What is needed:
The response must consist of the lines below from the one with "pub enum ConfigError" through the one with "checks every key's", exactly as they appear and with both ends kept.

[Dataset excerpts]
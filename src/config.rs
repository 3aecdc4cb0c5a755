use serde::Deserialize;
use std::fs;
use std::path::{Path, PathBuf};
use thiserror::Error;

static DEFAULT_CONFIG: &str = include_str!("default_config.toml");

#[derive(Debug, Error)]
pub enum ConfigError {
    #[error("failed to read config file {}: {source}", .path.display())]
    Read {
        path: PathBuf,
        source: std::io::Error,
    },

    #[error("failed to parse config file {}: {source}", .path.display())]
    Parse {
        path: PathBuf,
        source: toml::de::Error,
    },
}

#[derive(Debug, Clone, PartialEq, Eq, Deserialize, Default)]
#[serde(default)]
pub struct Config {
    pub parser: ParserConfig,
    pub output: OutputConfig,
    pub logging: LoggingConfig,
}

#[derive(Debug, Clone, PartialEq, Eq, Deserialize)]
#[serde(default)]
pub struct ParserConfig {
    pub strip_frontmatter: bool,
}

impl Default for ParserConfig {
    fn default() -> Self {
        Self {
            strip_frontmatter: true,
        }
    }
}

#[derive(Debug, Clone, PartialEq, Eq, Deserialize)]
#[serde(default)]
pub struct OutputConfig {
    pub pretty: bool,
}

impl Default for OutputConfig {
    fn default() -> Self {
        Self { pretty: true }
    }
}

#[derive(Debug, Clone, PartialEq, Eq, Deserialize)]
#[serde(default)]
pub struct LoggingConfig {
    /// `tracing_subscriber::EnvFilter` directive used when `RUST_LOG` is unset
    pub level: String,
}

impl Default for LoggingConfig {
    fn default() -> Self {
        Self {
            level: "warn".to_string(),
        }
    }
}

impl Config {
    /// The defaults shipped in `default_config.toml`.
    ///
    /// `build.rs` checks every key's type and `compiled_default_matches_default_impl`
    /// checks the values, so the fallback below is never reached in a passing build.
    pub fn compiled_default() -> Self {
        toml::from_str(DEFAULT_CONFIG).unwrap_or_default()
    }

    /// Load config from a TOML file, or return defaults if it does not exist.
    pub fn load(path: &Path) -> Result<Self, ConfigError> {
        if !path.exists() {
            return Ok(Self::compiled_default());
        }

        let content = fs::read_to_string(path).map_err(|source| ConfigError::Read {
            path: path.to_path_buf(),
            source,
        })?;

        toml::from_str(&content).map_err(|source| ConfigError::Parse {
            path: path.to_path_buf(),
            source,
        })
    }
}

#[cfg(test)]
mod tests {
    use super::*;
    use pretty_assertions::assert_eq;
    use std::io::Write;
    use tempfile::NamedTempFile;

    fn write_config(content: &str) -> NamedTempFile {
        let mut file = NamedTempFile::new().unwrap();
        file.write_all(content.as_bytes()).unwrap();
        file
    }

    #[test]
    fn compiled_default_matches_default_impl() {
        let parsed: Config = toml::from_str(DEFAULT_CONFIG).unwrap();
        assert_eq!(parsed, Config::default());
        assert_eq!(Config::compiled_default(), Config::default());
    }

    #[test]
    fn missing_file_yields_defaults() {
        let dir = tempfile::tempdir().unwrap();
        let config = Config::load(&dir.path().join("mdblocks.toml")).unwrap();
        assert_eq!(config, Config::compiled_default());
    }

    #[test]
    fn partial_file_overrides_only_given_keys() {
        let file = write_config("[output]\npretty = false\n");
        let config = Config::load(file.path()).unwrap();

        assert!(!config.output.pretty);
        assert!(config.parser.strip_frontmatter);
        assert_eq!(config.logging.level, "warn");
    }

    #[test]
    fn all_sections() {
        let file = write_config(
            "[parser]\nstrip_frontmatter = false\n\n[output]\npretty = false\n\n[logging]\nlevel = \"mdblocks=debug\"\n",
        );
        let config = Config::load(file.path()).unwrap();

        assert_eq!(
            config,
            Config {
                parser: ParserConfig {
                    strip_frontmatter: false
                },
                output: OutputConfig { pretty: false },
                logging: LoggingConfig {
                    level: "mdblocks=debug".to_string()
                },
            }
        );
    }

    #[test]
    fn malformed_file_is_an_error() {
        let file = write_config("[output\npretty = ");
        let err = Config::load(file.path()).unwrap_err();

        assert!(matches!(err, ConfigError::Parse { .. }));
        assert!(err.to_string().starts_with("failed to parse config file"));
    }

    #[test]
    fn wrong_type_is_an_error() {
        let file = write_config("[output]\npretty = \"yes\"\n");
        assert!(matches!(
            Config::load(file.path()),
            Err(ConfigError::Parse { .. })
        ));
    }
}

Problem solution:
pub enum ConfigError {
    #[error("failed to read config file {}: {source}", .path.display())]
    Read {
        path: PathBuf,
        source: std::io::Error,
    },

    #[error("failed to parse config file {}: {source}", .path.display())]
    Parse {
        path: PathBuf,
        source: toml::de::Error,
    },
}

#[derive(Debug, Clone, PartialEq, Eq, Deserialize, Default)]
#[serde(default)]
pub struct Config {
    pub parser: ParserConfig,
    pub output: OutputConfig,
    pub logging: LoggingConfig,
}

#[derive(Debug, Clone, PartialEq, Eq, Deserialize)]
#[serde(default)]
pub struct ParserConfig {
    pub strip_frontmatter: bool,
}

impl Default for ParserConfig {
    fn default() -> Self {
        Self {
            strip_frontmatter: true,
        }
    }
}

#[derive(Debug, Clone, PartialEq, Eq, Deserialize)]
#[serde(default)]
pub struct OutputConfig {
    pub pretty: bool,
}

impl Default for OutputConfig {
    fn default() -> Self {
        Self { pretty: true }
    }
}

#[derive(Debug, Clone, PartialEq, Eq, Deserialize)]
#[serde(default)]
pub struct LoggingConfig {
    /// `tracing_subscriber::EnvFilter` directive used when `RUST_LOG` is unset
    pub level: String,
}

impl Default for LoggingConfig {
    fn default() -> Self {
        Self {
            level: "warn".to_string(),
        }
    }
}

impl Config {
    /// The defaults shipped in `default_config.toml`.
    ///
    /// `build.rs` checks every key's type and `compiled_default_matches_default_impl`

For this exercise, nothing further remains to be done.